As a white middle-class tertiary-educated woman, there are a multitude of claims and descriptors and arguments and rules and pre-conceptions that I trip over myself to avoid while also naming myself a feminist.
Claiming "female success" and the success of feminism elicits two responses. It intimates an end point, a final
win. That the work and the goals of feminism and feminists have been met. That
we have achieved equality. This seems wrong for countless reasons and listed
pages of evidence that I mostly have neither the inclination nor the time and
energy to write. The second response is the instinct to urge caution: don’t let
the Patriarchy know we are doing well! They will respond by squashing us even
smaller than before. They will redouble their attack. The backlash will be
swift and unflinching.
There is a third response, which is: heck yes. Be afraid.
Feminists/Bitches get stuff done. This one is muffled by the others, but it is there.
Feminism may have succeeded, but it also continues to
succeed, and will log more success in the future.
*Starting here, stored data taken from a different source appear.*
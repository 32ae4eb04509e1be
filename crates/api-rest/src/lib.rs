//! # API REST
//!
//! HTTP surface for the disease dashboard.
//!
//! Handles:
//! - the server-rendered dashboard page (`GET /`)
//! - the JSON report endpoint (`POST /api/report`)
//! - health checks and OpenAPI/Swagger documentation
//!
//! Uses `api-shared` for wire types and `dashboard-core` for the pipeline.

#![warn(rust_2018_idioms)]

pub mod html;

use api_shared::{HealthRes, HealthService, ParseErrorRes, ReportReq};
use axum::{
    extract::{rejection::JsonRejection, Query, State},
    http::StatusCode,
    response::{Html, IntoResponse, Json, Response},
    routing::{get, post},
    Router,
};
use dashboard_core::{
    BarChart, ChartSeries, Dashboard, DashboardService, MedicationPanel, RecoveryOptionSection,
    ReferenceLink, RenderOutcome, Severity, SideEffectLine,
};
use html::{render_failure_page, render_page, PageContent};
use serde::Deserialize;
use tower_http::cors::CorsLayer;
use utoipa::{IntoParams, OpenApi};
use utoipa_swagger_ui::SwaggerUi;

/// Application state shared across handlers.
#[derive(Clone)]
pub struct AppState {
    service: DashboardService,
}

impl AppState {
    pub fn new(service: DashboardService) -> Self {
        Self { service }
    }
}

#[derive(OpenApi)]
#[openapi(
    paths(health, dashboard_page, create_report),
    components(schemas(
        HealthRes,
        ReportReq,
        ParseErrorRes,
        Dashboard,
        BarChart,
        ChartSeries,
        RecoveryOptionSection,
        MedicationPanel,
        SideEffectLine,
        Severity,
        ReferenceLink,
    ))
)]
pub struct ApiDoc;

/// Query string of the dashboard page.
#[derive(Debug, Default, Deserialize, IntoParams)]
#[into_params(parameter_in = Query)]
pub struct DashboardQuery {
    /// Disease name typed into the input field.
    #[serde(default)]
    pub disease: Option<String>,
}

/// Build the application router.
pub fn router(state: AppState) -> Router {
    Router::new()
        .route("/", get(dashboard_page))
        .route("/health", get(health))
        .route("/api/report", post(create_report))
        .merge(SwaggerUi::new("/swagger-ui").url("/api-docs/openapi.json", ApiDoc::openapi()))
        .layer(CorsLayer::permissive())
        .with_state(state)
}

#[utoipa::path(
    get,
    path = "/health",
    responses(
        (status = 200, description = "Health check response", body = HealthRes)
    )
)]
/// Health check endpoint used for monitoring.
#[axum::debug_handler]
async fn health(State(_state): State<AppState>) -> Json<HealthRes> {
    Json(HealthService::check_health())
}

#[utoipa::path(
    get,
    path = "/",
    params(DashboardQuery),
    responses(
        (status = 200, description = "Dashboard page", content_type = "text/html", body = String),
        (status = 500, description = "Lookup failed", content_type = "text/html", body = String)
    )
)]
/// Dashboard page.
///
/// Without a disease name only the title and input form are shown and no
/// request is made. With one, the page blocks until the model has answered
/// and then shows the statistics chart, the tabs and the reference link, or
/// the parse error if the answer was not JSON.
///
/// # Errors
/// Returns `500 Internal Server Error` with a generic failure page if the
/// request fails or the answer does not match the report schema.
#[axum::debug_handler]
async fn dashboard_page(
    State(state): State<AppState>,
    Query(query): Query<DashboardQuery>,
) -> Result<Html<String>, (StatusCode, Html<String>)> {
    let input = query.disease.unwrap_or_default();

    match state.service.lookup(&input).await {
        Ok(None) => Ok(Html(render_page(&input, PageContent::Empty))),
        Ok(Some(RenderOutcome::Rendered(dashboard))) => Ok(Html(render_page(
            &input,
            PageContent::Dashboard(&dashboard),
        ))),
        Ok(Some(RenderOutcome::ParseFailed(failure))) => Ok(Html(render_page(
            &input,
            PageContent::ParseFailed(&failure),
        ))),
        Err(e) => {
            tracing::error!("Dashboard lookup error: {:?}", e);
            Err((
                StatusCode::INTERNAL_SERVER_ERROR,
                Html(render_failure_page(&input)),
            ))
        }
    }
}

#[utoipa::path(
    post,
    path = "/api/report",
    request_body = ReportReq,
    responses(
        (status = 200, description = "Rendered dashboard", body = Dashboard),
        (status = 400, description = "Malformed request body or empty disease name"),
        (status = 422, description = "Model reply was not valid JSON", body = ParseErrorRes),
        (status = 500, description = "Internal server error")
    )
)]
/// Look up a disease and return the dashboard as JSON.
///
/// # Errors
/// - `400 Bad Request` if the body is not a `ReportReq` or `disease_name` is empty
/// - `422 Unprocessable Entity` if the model's reply is not JSON
/// - `500 Internal Server Error` for every other fault
#[axum::debug_handler]
async fn create_report(
    State(state): State<AppState>,
    payload: Result<Json<ReportReq>, JsonRejection>,
) -> Result<Json<Dashboard>, Response> {
    // 422 is reserved for unparseable model replies.
    let Json(req) = payload.map_err(|rejection| {
        tracing::warn!("Rejected report request body: {}", rejection.body_text());
        (StatusCode::BAD_REQUEST, rejection.body_text()).into_response()
    })?;

    match state.service.lookup(&req.disease_name).await {
        Ok(Some(RenderOutcome::Rendered(dashboard))) => Ok(Json(dashboard)),
        Ok(Some(RenderOutcome::ParseFailed(failure))) => Err((
            StatusCode::UNPROCESSABLE_ENTITY,
            Json(ParseErrorRes {
                message: failure.message,
            }),
        )
            .into_response()),
        Ok(None) => Err((StatusCode::BAD_REQUEST, "disease_name cannot be empty").into_response()),
        Err(e) => {
            tracing::error!("Report lookup error: {:?}", e);
            Err((StatusCode::INTERNAL_SERVER_ERROR, "Internal error").into_response())
        }
    }
}
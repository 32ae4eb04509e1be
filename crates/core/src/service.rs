//! Lookup service: one user submission in, one rendered outcome out.

use crate::config::DashboardConfig;
use crate::dashboard::{render_report, RenderOutcome};
use crate::requester::{CompletionClient, InformationRequester, OpenAiClient};
use crate::DashboardResult;
use std::sync::Arc;
use std::time::Instant;

/// Runs the request/parse/render pipeline for a submitted disease name.
///
/// Each call is independent; the service holds no per-request state.
#[derive(Clone)]
pub struct DashboardService {
    requester: InformationRequester,
}

impl DashboardService {
    pub fn new(client: Arc<dyn CompletionClient>) -> Self {
        Self {
            requester: InformationRequester::new(client),
        }
    }

    /// Creates a service backed by [`OpenAiClient`].
    ///
    /// # Errors
    /// Returns an error if the HTTP client cannot be built.
    pub fn from_config(config: DashboardConfig) -> DashboardResult<Self> {
        let client = OpenAiClient::new(config)?;
        Ok(Self::new(Arc::new(client)))
    }

    /// Look up `input` and render the model's answer.
    ///
    /// The input is passed to the prompt unchanged.
    ///
    /// # Returns
    /// * `Ok(None)` - the input is empty or whitespace; no request was made
    /// * `Ok(Some(outcome))` - the rendered dashboard or the parse failure
    ///
    /// # Errors
    /// Transport failures and schema faults abort the lookup.
    pub async fn lookup(&self, input: &str) -> DashboardResult<Option<RenderOutcome>> {
        if input.trim().is_empty() {
            return Ok(None);
        }

        let started = Instant::now();
        let raw = self.requester.request_report(input).await?;
        let outcome = render_report(&raw)?;

        tracing::info!(
            disease = input,
            parsed = matches!(outcome, RenderOutcome::Rendered(_)),
            elapsed_ms = started.elapsed().as_millis() as u64,
            "lookup complete"
        );

        Ok(Some(outcome))
    }
}
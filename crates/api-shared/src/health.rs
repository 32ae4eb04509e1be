use crate::HealthRes;

/// Simple health service for the dashboard API.
#[derive(Clone, Default)]
pub struct HealthService;

impl HealthService {
    /// Check health without creating an instance.
    ///
    /// # Returns
    /// A `HealthRes` indicating the service is healthy.
    pub fn check_health() -> HealthRes {
        HealthRes {
            ok: true,
            message: "Disease dashboard is alive".into(),
        }
    }
}
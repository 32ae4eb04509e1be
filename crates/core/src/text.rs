//! Small text transforms used when turning report keys into display strings.

use crate::constants::REFERENCE_URL_PREFIX;

/// Title-case `input` the way Python's `str.title` does.
///
/// A cased character (upper, lower or titlecase) that follows an uncased one
/// takes its titlecase form; every other cased character is lower-cased. Any
/// uncased character, including digits, punctuation and CJK ideographs,
/// starts a new word, so `"2nd"` becomes `"2Nd"` and `"中a"` becomes `"中A"`.
pub fn title_case(input: &str) -> String {
    let mut out = String::with_capacity(input.len());
    let mut previous_cased = false;

    for c in input.chars() {
        if previous_cased {
            out.extend(c.to_lowercase());
        } else {
            push_titlecase(&mut out, c);
        }
        previous_cased = is_cased(c);
    }

    out
}

fn is_cased(c: char) -> bool {
    c.is_lowercase() || c.is_uppercase() || is_titlecase_letter(c)
}

/// Letters in general category Lt.
fn is_titlecase_letter(c: char) -> bool {
    matches!(
        c,
        '\u{01C5}'
            | '\u{01C8}'
            | '\u{01CB}'
            | '\u{01F2}'
            | '\u{1F88}'..='\u{1F8F}'
            | '\u{1F98}'..='\u{1F9F}'
            | '\u{1FA8}'..='\u{1FAF}'
            | '\u{1FBC}'
            | '\u{1FCC}'
            | '\u{1FFC}'
    )
}

/// Append the titlecase mapping of `c`.
///
/// Differs from upper case for the Latin digraphs, Greek letters with
/// ypogegrammeni, and characters whose upper case expands to several letters
/// (`ß` → `Ss`, `ﬁ` → `Fi`).
fn push_titlecase(out: &mut String, c: char) {
    let single = match c {
        '\u{01C4}'..='\u{01C6}' => Some('\u{01C5}'),
        '\u{01C7}'..='\u{01C9}' => Some('\u{01C8}'),
        '\u{01CA}'..='\u{01CC}' => Some('\u{01CB}'),
        '\u{01F1}'..='\u{01F3}' => Some('\u{01F2}'),
        '\u{1F80}'..='\u{1F87}' | '\u{1F90}'..='\u{1F97}' | '\u{1FA0}'..='\u{1FA7}' => {
            char::from_u32(c as u32 + 8)
        }
        '\u{1FB3}' => Some('\u{1FBC}'),
        '\u{1FC3}' => Some('\u{1FCC}'),
        '\u{1FF3}' => Some('\u{1FFC}'),
        _ => None,
    };
    if let Some(t) = single {
        out.push(t);
        return;
    }
    if is_titlecase_letter(c) {
        out.push(c);
        return;
    }
    if c == '\u{0149}' {
        out.push_str("\u{02BC}N");
        return;
    }

    let upper: Vec<char> = c.to_uppercase().collect();
    if upper.len() == 1 {
        out.push(upper[0]);
        return;
    }

    let iota_subscript = matches!(
        c,
        '\u{1FB2}' | '\u{1FB4}' | '\u{1FB7}' | '\u{1FC2}' | '\u{1FC4}' | '\u{1FC7}' | '\u{1FF2}'
            | '\u{1FF4}' | '\u{1FF7}'
    );
    if iota_subscript {
        // Upper case ends in a capital iota; titlecase keeps it subscript.
        out.extend(&upper[..upper.len() - 1]);
        out.push('\u{0345}');
        return;
    }

    out.push(upper[0]);
    for &rest in &upper[1..] {
        out.extend(rest.to_lowercase());
    }
}

/// Heading for a recovery option key: underscores become spaces, then title case.
pub fn option_heading(key: &str) -> String {
    title_case(&key.replace('_', " "))
}

/// Slug used in the reference URL: spaces become hyphens, then lower case.
pub fn reference_slug(disease_name: &str) -> String {
    disease_name.replace(' ', "-").to_lowercase()
}

pub fn reference_url(disease_name: &str) -> String {
    format!("{REFERENCE_URL_PREFIX}{}", reference_slug(disease_name))
}

/// Format a case count for display.
///
/// Whole numbers get thousands separators (`476000` → `476,000`); anything
/// else is shown with its default float formatting.
pub fn format_count(value: f64) -> String {
    if value.fract() != 0.0 || value.abs() >= 1e15 {
        return value.to_string();
    }

    let digits = (value.abs() as u64).to_string();
    let mut grouped = String::with_capacity(digits.len() + digits.len() / 3 + 1);
    if value < 0.0 {
        grouped.push('-');
    }
    for (i, c) in digits.chars().enumerate() {
        if i > 0 && (digits.len() - i) % 3 == 0 {
            grouped.push(',');
        }
        grouped.push(c);
    }
    grouped
}

#[cfg(test)]
mod tests {
    use super::*;

    #[test]
    fn option_heading_replaces_underscores() {
        assert_eq!(option_heading("lifestyle_changes"), "Lifestyle Changes");
        assert_eq!(option_heading("ANTIVIRAL_therapy"), "Antiviral Therapy");
        assert_eq!(option_heading("rest"), "Rest");
    }

    #[test]
    fn uncased_characters_start_a_new_word() {
        assert_eq!(option_heading("中a_b"), "中A B");
        assert_eq!(title_case("covid19x"), "Covid19X");
    }

    #[test]
    fn titlecase_mapping_differs_from_upper_case() {
        assert_eq!(title_case("ǆx"), "ǅx");
        assert_eq!(title_case("Ǆungla"), "ǅungla");
        assert_eq!(title_case("ǉubljana"), "ǈubljana");
        assert_eq!(title_case("ßa"), "Ssa");
        assert_eq!(title_case("ﬁsh"), "Fish");
        assert_eq!(title_case("\u{1FB3}x"), "\u{1FBC}x");
        assert_eq!(title_case("\u{1FB2}"), "\u{1FBA}\u{0345}");
    }

    #[test]
    fn titlecase_letter_continues_a_word() {
        assert_eq!(title_case("aǅB"), "Aǆb");
    }

    #[test]
    fn title_case_restarts_after_non_letters() {
        assert_eq!(title_case("2nd line treatment"), "2Nd Line Treatment");
        assert_eq!(title_case("they're fine"), "They'Re Fine");
        assert_eq!(title_case("post-exposure"), "Post-Exposure");
        assert_eq!(title_case(""), "");
    }

    #[test]
    fn reference_link_uses_lowercase_hyphenated_slug() {
        assert_eq!(reference_slug("Lyme Disease"), "lyme-disease");
        let url = reference_url("Lyme Disease");
        assert!(url.ends_with("lyme-disease"));
        assert!(url.starts_with("https://www.who.int/"));
    }

    #[test]
    fn counts_get_thousands_separators() {
        assert_eq!(format_count(476000.0), "476,000");
        assert_eq!(format_count(463000000.0), "463,000,000");
        assert_eq!(format_count(999.0), "999");
        assert_eq!(format_count(0.0), "0");
        assert_eq!(format_count(-1234.0), "-1,234");
        assert_eq!(format_count(12.5), "12.5");
    }

    #[test]
    fn reference_slug_keeps_other_characters() {
        assert_eq!(reference_slug("COVID-19"), "covid-19");
        assert_eq!(reference_slug("Hepatitis  B"), "hepatitis--b");
    }
}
There is a real danger coming
from those quietly chipping away at our energy by telling us it’s all been done
already. Or that we should be happy with the progress we’ve made, as though
there is not much more work to do. Or that things could be so much worse, that 'other people have real problems'. Some of the key offenders and perpetrators
of the ‘feminism is over’ story (a definite myth, let’s be honest) are (always)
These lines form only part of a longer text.